育児で忙しいので自分のスキンケアは後回しになりがちですが、保湿だけはしっかりするようにしてください。普段使っていた化粧品が合わないと感じたら、しばらくは使用を中止し、お肌に合った、なるべく刺激の少ない優しいものに換えましょう。スキンケアに時間がかけられないママには、オールインワンタイプの化粧品がオススメです。

 

✿ママの体調✿

・「子宮復古」とは、妊娠中にお腹の赤ちゃんや羊水などにより子宮が大きく膨らみますが、産後には大きくなった子宮も縮小して約1ヶ月で元の大きさに戻ることを言います。その際痛みが起こることがあり、これを後陣痛と呼びます。

・骨盤は出産時に大きく広がって不安定になりますが、約1ヶ月かけてゆっくりと戻っていきます。

・子宮に溜まっていた血液や粘着性のある分泌物などが混ざったおりものを悪露(おろ)と言います。悪露は産後しばらく続き、胎盤が取り出された際にできた傷によるものです。 産後2~3日は量が多く赤黒い色をしていますが、その後は出血量も減っていき1ヶ月経つとおりものの色も透明へと変化します。悪露がなくなるタイミングは個人差があります。

・会陰切開をした場合、1週間かからないうちに傷もふさがるとされています。 産後しばらくは座ったり立ったりしていても痛みや違和感がありますが、長くても1週間で完治すると言われています。

 

✿この時期のママへのアドバイス✿

・初乳はなるべく飲ませるようにしましょう。 (初乳にはタンパク質やビタミン、抗体、ラクトフェリンを多く含み、乳糖や脂質が少なく、さらに栄養価が高く、免疫力を高める働きがあります)

・寝たきりなど同じ体勢をとり続けると血流が悪くなってしまうので、産褥期にでも出来る、無理のない体操をしましょう。(足や首の関節を回すなど)

・2ヶ月ごろから赤ちゃんの予防接種が始まるので先生と相談しましょう。

赤ちゃんの様子

1日中、寝たり起きたりしています

生後4週間を新生児期とし、この時期の赤ちゃんを新生児と呼びます。 この頃の赤ちゃんは1日のうち16~20時間は眠るといわれるぐらいに、昼夜の区別はほとんどないまま、1日の大半を眠って過ごします。ただし、睡眠は小刻みで1回の睡眠時間は多くても2~3時間ぐらい。
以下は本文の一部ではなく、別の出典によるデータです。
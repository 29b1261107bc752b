//! # Evidence fingerprints
//!
//! `sct hash FILE...` prints one `<sha256>  <path>` line per file, in the
//! `sha256sum` layout. `sct verify FILE --expected HEX` exits 1 on mismatch.

use std::path::PathBuf;

use anyhow::Result;
use clap::Args;

use sct_crypto::HashEngine;

use crate::read_input;

/// Arguments for `sct hash`.
#[derive(Args, Debug)]
pub struct HashArgs {
    /// Files to fingerprint (`-` for stdin).
    #[arg(required = true)]
    pub files: Vec<PathBuf>,
}

/// Arguments for `sct verify`.
#[derive(Args, Debug)]
pub struct VerifyArgs {
    /// File to check (`-` for stdin).
    pub file: PathBuf,

    /// Expected SHA-256, 64 hex characters.
    #[arg(long)]
    pub expected: String,
}

pub fn run_hash(args: &HashArgs) -> Result<u8> {
    for path in &args.files {
        let bytes = read_input(path)?;
        println!("{}  {}", HashEngine::fingerprint_hex(&bytes), path.display());
    }
    Ok(0)
}

pub fn run_verify(args: &VerifyArgs) -> Result<u8> {
    let bytes = read_input(&args.file)?;
    if HashEngine::verify(&bytes, &args.expected) {
        println!("OK  {}", args.file.display());
        Ok(0)
    } else {
        println!(
            "MISMATCH  {}  computed {}",
            args.file.display(),
            HashEngine::fingerprint_hex(&bytes)
        );
        Ok(1)
    }
}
夜中も、泣いて起きてオムツを替えてもらい、おっぱいを飲んで眠るの繰り返しなので、ママも長くは眠れません。ママも、赤ちゃんと一緒に寝て起きる生活リズムで過ごすと良いでしょう。 また、赤ちゃんは泣くことでしか「暑い」「寒い」「おなか減った」「オムツが濡れて気持ち悪い」などをママに伝えることが出来ません。 ママはやさしく受け止め、ぎゅっと抱きしめてあげましょう。

✿赤ちゃんの大きさ✿

出生時(正期産)

・体重 約3kg前後

・身長 約50cm前後

1ヶ月

・体重 約3.6~6.0kg前後

・身長 約50.9~59.6cm前後

2ヶ月

・体重 約4.4~7.2kg前後

・身長 約54.5~63.2cm前後

・生後5日目位までに体重が3~10%ほど減少する生理的体重減少が起こります。 (今まで赤ちゃんが体内に蓄積していたおしっこやうんち、老廃物

・汗などが出る事により、約1割程度の体重が減る) しかし1週間程で出生時の体重に戻り、その後は1日に25~30gぐらいの割合で体重が増えていくことがほとんどです。

✿赤ちゃんの様子✿

・睡眠時間は、1日16時間程度です。

・授乳(ミルク)は、約2時間おきに与えましょう。

・ミルクは生後0日で10ml、以降は1日ごとに10mlずつ追加しましょう。

・ミルクの回数は1日8回程度です。

・排尿は1日に5~6回程度です。

・排便は1日に2~10回程度です。

・目やにが出やすいので湿らせた綿棒で優しく取ってあげるようにしましょう。